Recorded information:
//! Split preparation tests

use pretty_assertions::assert_eq;
use repatch_core::{EventSink, ProgressEvent};
use repatch_split::{excluded_modules, is_split_archive, prepare_if_needed, DeviceProfile, PrepareOptions, SplitError};
use repatch_test_utils::{
    abi_module, base_module, entry_set, sample_package, sample_split_archive, split_archive, ZipFixture,
};
use std::collections::BTreeSet;

fn options(strip: bool) -> PrepareOptions {
    PrepareOptions::default()
        .with_strip_native_libs(strip)
        .with_supported_abis(vec!["arm64-v8a".to_string()])
        .with_downloads_marker(None)
}

fn split_dirs(workspace: &std::path::Path) -> usize {
    std::fs::read_dir(workspace)
        .map(|entries| {
            entries
                .filter_map(Result::ok)
                .filter(|entry| entry.file_name().to_string_lossy().starts_with("split-"))
                .count()
        })
        .unwrap_or(0)
}

#[test]
fn detects_split_archives() {
    let dir = tempfile::tempdir().unwrap();

    let container = dir.path().join("app.apks");
    std::fs::write(&container, b"not even a zip").unwrap();
    assert!(is_split_archive(&container));

    let disguised = sample_split_archive(&dir.path().join("app.zip"));
    assert!(is_split_archive(&disguised));

    let plain = sample_package().write_to(&dir.path().join("app.apk"));
    assert!(!is_split_archive(&plain));

    let garbage = dir.path().join("garbage.bin");
    std::fs::write(&garbage, b"garbage").unwrap();
    assert!(!is_split_archive(&garbage));
}

#[test]
fn apk_wrapping_config_splits_is_a_split_archive() {
    let dir = tempfile::tempdir().unwrap();
    let wrapped = split_archive(
        &dir.path().join("app.apk"),
        &[
            ("base.apk", base_module()),
            ("split_config.arm64_v8a.apk", abi_module("arm64-v8a")),
        ],
    );
    assert!(is_split_archive(&wrapped));
    assert!(!is_split_archive(&dir.path().join("missing.apks")));
}

#[test]
fn only_foreign_architecture_modules_are_excluded() {
    let order: Vec<String> = ["base", "lib-arm64-v8a", "lib-x86_64"].map(String::from).to_vec();
    let excluded = excluded_modules(&order, &["arm64-v8a".to_string()]);
    assert_eq!(excluded, BTreeSet::from(["lib-x86_64".to_string()]));
}

#[tokio::test]
async fn unused_locale_and_density_splits_are_skipped() {
    let dir = tempfile::tempdir().unwrap();
    let config = |qualifier: &str, entry: &str| {
        ZipFixture::new()
            .entry("AndroidManifest.xml", format!("<manifest split=\"config.{qualifier}\"/>"))
            .entry(entry, qualifier.as_bytes())
    };
    let source = split_archive(
        &dir.path().join("app.apks"),
        &[
            ("base.apk", base_module()),
            ("split_config.en.apk", config("en", "res/values-en/strings.txt")),
            ("split_config.fr.apk", config("fr", "res/values-fr/strings.txt")),
            ("split_config.mdpi.apk", config("mdpi", "res/drawable-mdpi/icon.png")),
            ("split_config.xxhdpi.apk", config("xxhdpi", "res/drawable-xxhdpi/icon.png")),
        ],
    );
    let options = options(false)
        .with_skip_unneeded_splits(true)
        .with_device(DeviceProfile::new(["en-US"], Some("xxhdpi")));
    let (sink, log) = EventSink::recorder();

    let result = prepare_if_needed(&source, &dir.path().join("work"), &options, &sink)
        .await
        .unwrap();

    let entries = entry_set(&result.file);
    assert!(entries.contains("res/values-en/strings.txt"));
    assert!(entries.contains("res/drawable-xxhdpi/icon.png"));
    assert!(!entries.contains("res/values-fr/strings.txt"));
    assert!(!entries.contains("res/drawable-mdpi/icon.png"));

    let skipped: BTreeSet<String> = log
        .snapshot()
        .into_iter()
        .filter_map(|event| match event {
            ProgressEvent::Progress {
                sub_steps: Some(steps), ..
            } => Some(steps),
            _ => None,
        })
        .flatten()
        .filter(|step| step.starts_with("[skipped]"))
        .collect();
    assert_eq!(
        skipped,
        BTreeSet::from([
            "[skipped] Merging split_config.fr.apk".to_string(),
            "[skipped] Merging split_config.mdpi.apk".to_string(),
        ])
    );
}

#[tokio::test]
async fn plain_package_passes_through() {
    let dir = tempfile::tempdir().unwrap();
    let plain = sample_package().write_to(&dir.path().join("app.apk"));

    let result = prepare_if_needed(&plain, dir.path(), &options(false), &EventSink::discard())
        .await
        .unwrap();
    assert_eq!(result.file, plain);
    assert!(!result.merged);
    result.cleanup();
}

#[tokio::test]
async fn merges_and_excludes_foreign_architectures() {
    let dir = tempfile::tempdir().unwrap();
    let source = sample_split_archive(&dir.path().join("app.apks"));
    let workspace = dir.path().join("work");
    let (sink, log) = EventSink::recorder();

    let result = prepare_if_needed(&source, &workspace, &options(true), &sink)
        .await
        .unwrap();
    assert!(result.merged);
    assert_eq!(result.file.file_name().unwrap(), "app-merged.apk");

    let entries = entry_set(&result.file);
    assert!(entries.contains("lib/arm64-v8a/libnative.so"));
    assert!(!entries.contains("lib/x86/libnative.so"));
    assert!(entries.contains("res/values-en/strings.txt"));
    assert!(!entries.iter().any(|name| name.starts_with("META-INF/")));

    let sub_steps = log
        .snapshot()
        .into_iter()
        .find_map(|event| match event {
            ProgressEvent::Progress {
                sub_steps: Some(steps), ..
            } => Some(steps),
            _ => None,
        })
        .unwrap();
    assert_eq!(
        sub_steps,
        vec![
            "Extracting split APKs",
            "[skipped] Merging split_config.x86.apk",
            "Merging base.apk",
            "Merging split_config.arm64_v8a.apk",
            "Merging split_config.en.apk",
            "Writing merged APK",
            "Stripping native libraries",
            "Finalizing merged APK",
        ]
    );
    assert!(log.messages().iter().any(|line| line == "Finalizing merged APK"));

    let merged = result.file.clone();
    result.cleanup();
    result.cleanup();
    assert!(!merged.exists());
    assert_eq!(split_dirs(&workspace), 0);
}

#[tokio::test]
async fn dropping_the_result_cleans_up() {
    let dir = tempfile::tempdir().unwrap();
    let source = sample_split_archive(&dir.path().join("app.apks"));
    let workspace = dir.path().join("work");

    let result = prepare_if_needed(&source, &workspace, &options(false), &EventSink::discard())
        .await
        .unwrap();
    assert_eq!(split_dirs(&workspace), 1);
    drop(result);
    assert_eq!(split_dirs(&workspace), 0);
}

#[tokio::test]
async fn archive_without_modules_fails_and_cleans_up() {
    let dir = tempfile::tempdir().unwrap();
    let source = ZipFixture::new()
        .entry("manifest.json", b"{}")
        .write_to(&dir.path().join("empty.apks"));
    let workspace = dir.path().join("work");

    let err = prepare_if_needed(&source, &workspace, &options(false), &EventSink::discard())
        .await
        .unwrap_err();
    assert!(matches!(err, SplitError::NoModules(_)), "{err}");
    assert_eq!(split_dirs(&workspace), 0);
}

#[tokio::test]
async fn unreadable_module_fails_and_cleans_up() {
    let dir = tempfile::tempdir().unwrap();
    let source = ZipFixture::new()
        .entry("base.apk", b"definitely not a zip")
        .write_to(&dir.path().join("broken.apks"));
    let workspace = dir.path().join("work");

    let err = prepare_if_needed(&source, &workspace, &options(false), &EventSink::discard())
        .await
        .unwrap_err();
    assert!(err.to_string().contains("in-process failed"), "{err}");
    assert_eq!(split_dirs(&workspace), 0);
}

#[tokio::test]
async fn downloaded_sources_are_overwritten_with_the_merge() {
    let dir = tempfile::tempdir().unwrap();
    let app_dir = dir.path().join("downloaded-apps-v2").join("com.example.app");
    std::fs::create_dir_all(&app_dir).unwrap();
    let source = split_archive(
        &app_dir.join("app.apks"),
        &[("base.apk", repatch_test_utils::base_module())],
    );

    let options = options(false).with_downloads_marker(Some("downloaded-apps".to_string()));
    let result = prepare_if_needed(&source, &dir.path().join("work"), &options, &EventSink::discard())
        .await
        .unwrap();

    assert_eq!(entry_set(&source), entry_set(&result.file));
    assert!(entry_set(&source).contains("resources.arsc"));
}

About this task: Wherever the string "merged" occurs in the records above, copy that line.

Answer to this exercise:
    assert!(!result.merged);
    assert!(result.merged);
    assert_eq!(result.file.file_name().unwrap(), "app-merged.apk");
            "Writing merged APK",
            "Finalizing merged APK",
    assert!(log.messages().iter().any(|line| line == "Finalizing merged APK"));
    let merged = result.file.clone();
    assert!(!merged.exists());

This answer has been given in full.